Martin is the sister of Moore’s biological grandmother, but she says she is considered a grandmother in her Tla-o-Kui-Aht culture.
He said in a previous interview with the Canadian Press that his family had suffered previous trauma from the police, and he called for continued change to break the norm.
He said Martin’s grandfather was broken into when he was in police custody more than 50 years ago.
He added that another family member died 10 to 12 years ago while in police custody. There was an investigation and recommendations were made, but Martin says not too much happened.
He and his sister Grace Frank said they suspected a version of the police event because Moore was a guilty woman who said she was nonviolent.
‘We need to know the situation. We cannot go with what RCMP is saying. We don’t believe that Chantelle felt him. Martin said there is no way on earth that they will attack anyone.
“She had no mental health problems.”
However, the primary focus of the trip was to support his sister – Moore’s mother – and Moore’s five-year-old daughter.
Martin said the family is hopeful the militants will meet with first-nation leaders after arriving in Fredericton on Monday morning.
They hope to have private, traditional funeral ceremonies for Moore during a janaza and burial, once Corona’s body is left to the family.
“We can’t really do anything until we hear from the boss,” Grandma added.
‘It’s very important. We admire our families, no matter how they survive. We passed on the family member with a lot of respect, ”he said.
Martin said over the weekend that there was a “drug drug” in Moore’s honor, which he said could be expected to be a healing ceremony.
Late last week, the Malaysian First Nations Alliance called on New Brunswick to conduct an independent inquiry into the judiciary in light of Moore’s death.
Six chapters of the First Nation in Olastoke, New Brunswick have issued a joint statement in BC expressing their sympathy for the floor-to-queue-injured first nation. In which Moore was.
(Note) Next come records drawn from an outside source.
use std::sync::Arc;

use crate::server::resources::{list_resources, read_resource};
use crate::server::schemas::{ContextSearchRequestParam, ProductRequestParam, SearchRequestParam};
use pds_registry::{ContextCategory, ProductClass, RegistryClient, RegistryError, SearchParams, crawl};
use rmcp::handler::server::tool::ToolRouter;
use rmcp::handler::server::wrapper::Parameters;
use rmcp::model::{
    CallToolResult, Content, ErrorData as McpError, Implementation, ListResourcesResult, PaginatedRequestParams, ProtocolVersion,
    ReadResourceRequestParams, ReadResourceResult, ServerCapabilities, ServerInfo,
};
use rmcp::transport::stdio;
use rmcp::{ServerHandler, ServiceExt, service::RequestContext, tool, tool_handler, tool_router};
use serde_json::Value;
use tracing::warn;

/// Fields returned by `search_products` when the caller specifies none.
const DEFAULT_PRODUCT_FIELDS: &[&str] = &["id", "lid", "title", "description"];

/// Fields returned by the collection/bundle searches when the caller
/// specifies none. The `ref_lid_*` fields carry the URNs needed for
/// follow-up queries.
const DEFAULT_CLASS_FIELDS: &[&str] = &[
    "lid",
    "title",
    "description",
    "ref_lid_instrument",
    "ref_lid_instrument_host",
    "ref_lid_investigation",
    "ref_lid_target",
];

const DEFAULT_LIMIT: u32 = 10;

/// MCP handler exposing the PDS Registry search API.
#[derive(Clone)]
pub struct PdsMcpCore {
    tool_router: ToolRouter<Self>,
    registry: Arc<RegistryClient>,
}

#[tool_router]
impl PdsMcpCore {
    /// Create a handler backed by the provided registry client.
    pub fn new(registry: Arc<RegistryClient>) -> Self {
        Self {
            tool_router: Self::tool_router(),
            registry,
        }
    }

    #[tool(
        annotations(read_only_hint = true, open_world_hint = true),
        description = "Search the latest-versioned instances of all PDS data products, including bundles, collections, documentation, context and observational products. Accepts a filter expression in the registry query grammar plus fields/limit/sort/search_after/facet parameters."
    )]
    async fn search_products(&self, param: Parameters<SearchRequestParam>) -> Result<CallToolResult, McpError> {
        let params = search_params(param.0, DEFAULT_PRODUCT_FIELDS);
        Ok(render(self.registry.search_products(&params).await))
    }

    #[tool(
        annotations(read_only_hint = true, open_world_hint = true),
        description = "Search PDS collections of observational data products. Returns ref_lid_* URNs usable in follow-up provenance queries."
    )]
    async fn search_collections(&self, param: Parameters<SearchRequestParam>) -> Result<CallToolResult, McpError> {
        let params = search_params(param.0, DEFAULT_CLASS_FIELDS);
        Ok(render(self.registry.search_class(ProductClass::Collection, &params).await))
    }

    #[tool(
        annotations(read_only_hint = true, open_world_hint = true),
        description = "Search PDS bundles, the coarsest level of the PDS4 product hierarchy. Returns ref_lid_* URNs usable in follow-up provenance queries."
    )]
    async fn search_bundles(&self, param: Parameters<SearchRequestParam>) -> Result<CallToolResult, McpError> {
        let params = search_params(param.0, DEFAULT_CLASS_FIELDS);
        Ok(render(self.registry.search_class(ProductClass::Bundle, &params).await))
    }

    #[tool(
        annotations(read_only_hint = true, open_world_hint = true),
        description = "Search PDS Context products that are Investigations (missions, field campaigns, observing campaigns). Optional keywords match title/description; optional type_filter uses the pds://context/investigation-types values."
    )]
    async fn search_investigations(&self, param: Parameters<ContextSearchRequestParam>) -> Result<CallToolResult, McpError> {
        self.search_context(ContextCategory::Investigation, param.0).await
    }

    #[tool(
        annotations(read_only_hint = true, open_world_hint = true),
        description = "Search PDS Context products that are Targets (planets, satellites, comets, asteroids, and other observed bodies). Optional keywords match title/description; optional type_filter uses the pds://context/target-types values."
    )]
    async fn search_targets(&self, param: Parameters<ContextSearchRequestParam>) -> Result<CallToolResult, McpError> {
        self.search_context(ContextCategory::Target, param.0).await
    }

    #[tool(
        annotations(read_only_hint = true, open_world_hint = true),
        description = "Search PDS Context products that are Instruments. Optional keywords match title/description; optional type_filter uses the pds://context/instrument-types values."
    )]
    async fn search_instruments(&self, param: Parameters<ContextSearchRequestParam>) -> Result<CallToolResult, McpError> {
        self.search_context(ContextCategory::Instrument, param.0).await
    }

    #[tool(
        annotations(read_only_hint = true, open_world_hint = true),
        description = "Search PDS Context products that are Instrument Hosts (spacecraft, landers, rovers, Earth-based facilities). Optional keywords match title/description; optional type_filter uses the pds://context/instrument-host-types values."
    )]
    async fn search_instrument_hosts(&self, param: Parameters<ContextSearchRequestParam>) -> Result<CallToolResult, McpError> {
        self.search_context(ContextCategory::InstrumentHost, param.0).await
    }

    #[tool(
        annotations(read_only_hint = true, open_world_hint = true),
        description = "Retrieve a specific PDS product by its URN identifier, for example urn:nasa:pds:context:target:planet.mercury. A ::<version> suffix is stripped and the latest version is returned."
    )]
    async fn get_product(&self, param: Parameters<ProductRequestParam>) -> Result<CallToolResult, McpError> {
        Ok(render(self.registry.get_product(&param.0.identifier).await))
    }

    #[tool(
        annotations(read_only_hint = true, open_world_hint = true),
        description = "Retrieve the context products referenced by a PDS product, grouped into investigations, observing_system_components, and targets. Each reference is reduced to title, description, and id. Unresolvable references are skipped rather than failing the call."
    )]
    async fn get_product_references(&self, param: Parameters<ProductRequestParam>) -> Result<CallToolResult, McpError> {
        let outcome = crawl::crawl_references(&self.registry, &param.0.identifier)
            .await
            .and_then(|result| Ok(serde_json::to_value(result)?));
        Ok(render(outcome))
    }

    async fn search_context(&self, category: ContextCategory, param: ContextSearchRequestParam) -> Result<CallToolResult, McpError> {
        let keywords = param.keywords.unwrap_or_default();
        let limit = param.limit.unwrap_or(DEFAULT_LIMIT);
        let outcome = self
            .registry
            .search_context(category, &keywords, param.type_filter.as_deref(), limit)
            .await;
        Ok(render(outcome))
    }
}

#[tool_handler]
impl ServerHandler for PdsMcpCore {
    fn list_resources(
        &self,
        _request: Option<PaginatedRequestParams>,
        _context: RequestContext<rmcp::RoleServer>,
    ) -> impl std::future::Future<Output = Result<ListResourcesResult, McpError>> + Send + '_ {
        std::future::ready(Ok(list_resources()))
    }

    fn read_resource(
        &self,
        request: ReadResourceRequestParams,
        _context: RequestContext<rmcp::RoleServer>,
    ) -> impl std::future::Future<Output = Result<ReadResourceResult, McpError>> + Send + '_ {
        std::future::ready(read_resource(&request.uri))
    }

    fn get_info(&self) -> ServerInfo {
        ServerInfo {
            capabilities: ServerCapabilities::builder().enable_tools().enable_resources().build(),
            protocol_version: ProtocolVersion::LATEST,
            server_info: Implementation {
                name: "pds-registry-mcp".to_string(),
                version: env!("CARGO_PKG_VERSION").to_string(),
                title: Some("PDS Registry MCP".to_string()),
                ..Default::default()
            },
            instructions: Some(
                "This server provides access to NASA's Planetary Data System (PDS) search API.\n\
                 The PDS is a collection of PDS4 products organized into three hierarchical levels:\n\
                 bundles, collections, and observationals, in that order. Observationals are the\n\
                 labels for actual NASA data.\n\
                 QUERY FORMAT:\n\
                 Filter expressions use parenthesized eq/like comparisons with double-quoted operands,\n\
                 combined with and/or. Some queries require URN identifiers gathered from previous\n\
                 search results, for example a collection URN for a provenance filter.\n\
                 OUTPUT RULES:\n\
                 - Report the URNs of retrieved products to the user for future queries.\n\
                 - Suggest next steps for the user's data search."
                    .to_string(),
            ),
        }
    }
}

/// Serve the handler on stdio until the client disconnects.
pub async fn serve_stdio(registry: Arc<RegistryClient>) -> anyhow::Result<()> {
    let running = PdsMcpCore::new(registry).serve(stdio()).await?;
    running.waiting().await?;
    Ok(())
}

/// Lower a tool request into registry search parameters, filling in the
/// tool's default field list and result limit where the caller gave none.
fn search_params(param: SearchRequestParam, default_fields: &[&str]) -> SearchParams {
    SearchParams {
        query: param.query,
        fields: Some(
            param
                .fields
                .unwrap_or_else(|| default_fields.iter().map(|field| field.to_string()).collect()),
        ),
        limit: Some(param.limit.unwrap_or(DEFAULT_LIMIT)),
        sort: param.sort,
        search_after: param.search_after,
        facet_fields: param.facet_fields,
        facet_limit: param.facet_limit,
    }
}

/// Convert an operation outcome into tool-call content.
///
/// Successes carry the pretty-printed JSON body. Remote failures are
/// reported as human-readable text with the error flag set; they never
/// propagate as protocol errors, so one failed call cannot poison the
/// session.
fn render(outcome: Result<Value, RegistryError>) -> CallToolResult {
    match outcome {
        Ok(body) => {
            let text = serde_json::to_string_pretty(&body).unwrap_or_else(|_| body.to_string());
            CallToolResult::success(vec![Content::text(text)])
        }
        Err(error @ RegistryError::Status { .. }) => {
            warn!(%error, "registry operation failed");
            CallToolResult::error(vec![Content::text(error.to_string())])
        }
        Err(error) => {
            warn!(%error, "registry operation failed");
            CallToolResult::error(vec![Content::text(format!("Error occurred: {error}"))])
        }
    }
}

#[cfg(test)]
mod tests {
    use super::*;
    use serde_json::json;

    fn first_text(result: &CallToolResult) -> String {
        result
            .content
            .first()
            .and_then(|content| content.as_text())
            .map(|text| text.text.clone())
            .unwrap()
    }

    #[test]
    fn render_success_pretty_prints_json() {
        let result = render(Ok(json!([{"lid": "urn:nasa:pds:context:target:planet.mars"}])));
        assert_ne!(result.is_error, Some(true));
        assert!(first_text(&result).contains("urn:nasa:pds:context:target:planet.mars"));
    }

    #[test]
    fn render_status_error_formats_status_and_body() {
        let result = render(Err(RegistryError::Status {
            status: 500,
            body: "upstream broke".to_string(),
        }));
        assert_eq!(result.is_error, Some(true));
        assert_eq!(first_text(&result), "HTTP error occurred: 500 - upstream broke");
    }

    #[test]
    fn search_params_fill_default_fields_and_limit() {
        let param: SearchRequestParam = serde_json::from_str("{}").unwrap();
        let params = search_params(param, DEFAULT_PRODUCT_FIELDS);
        assert_eq!(
            params.fields,
            Some(vec!["id".to_string(), "lid".to_string(), "title".to_string(), "description".to_string()])
        );
        assert_eq!(params.limit, Some(DEFAULT_LIMIT));
    }

    #[test]
    fn search_params_keep_caller_values() {
        let param: SearchRequestParam = serde_json::from_str(r#"{"fields": ["lid"], "limit": 2}"#).unwrap();
        let params = search_params(param, DEFAULT_PRODUCT_FIELDS);
        assert_eq!(params.fields, Some(vec!["lid".to_string()]));
        assert_eq!(params.limit, Some(2));
    }

    #[test]
    fn render_other_errors_use_generic_prefix() {
        let result = render(Err(RegistryError::Config("bad base url".to_string())));
        assert_eq!(result.is_error, Some(true));
        assert_eq!(first_text(&result), "Error occurred: bad base url");
    }
}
It was signed by community leaders along the St. John River Valley coast, including the Tobic, St. Mary, Madawaska, Oromokto, Kingstier and Woodstock First Nations.
Public Safety Minister Carl Urkhart said in an email that the Quebec Independent Police Investigation Bureau, also known as the Bureau des Independents, had launched an investigation into the New Brunswick coroner.
“Once the investigation is complete, the next step will be decided,” the attorney general wrote.
It remains unclear what the agency will recommend if a lawsuit is filed for the shooting, as Bureau des Independent has announced that its sole role is to create a summary of the truth.
Their inquiries will be forwarded to the Public Prosecution Service and the RCMP, according to an email from a spokesman for Verchart.
The Quebec Agency issued a brief statement saying police would determine whether the information they provided was accurate.
The City of Edmonton and Edmonton Police Force said Friday they would not comment further.
The union, representing 30 police officers and 11 dispatchers in the service, said in a statement Saturday that it wanted to express its sincere condolences to Moore’s family, calling the death “a difficult and tragic situation for all parties involved.”
Family members said Moore’s mother raised Gracie, daughter of Martha Chantelle, in New Brunswick, and Moore recently moved there to stay with her mother and daughter and go to college.
In Ottawa on Friday, Home Secretary Mark Miller said the family deserved quick answers. “It was a fitness test and someone died,” he said. “I can’t process it.”
– The story of Michael Tutton in Halifax.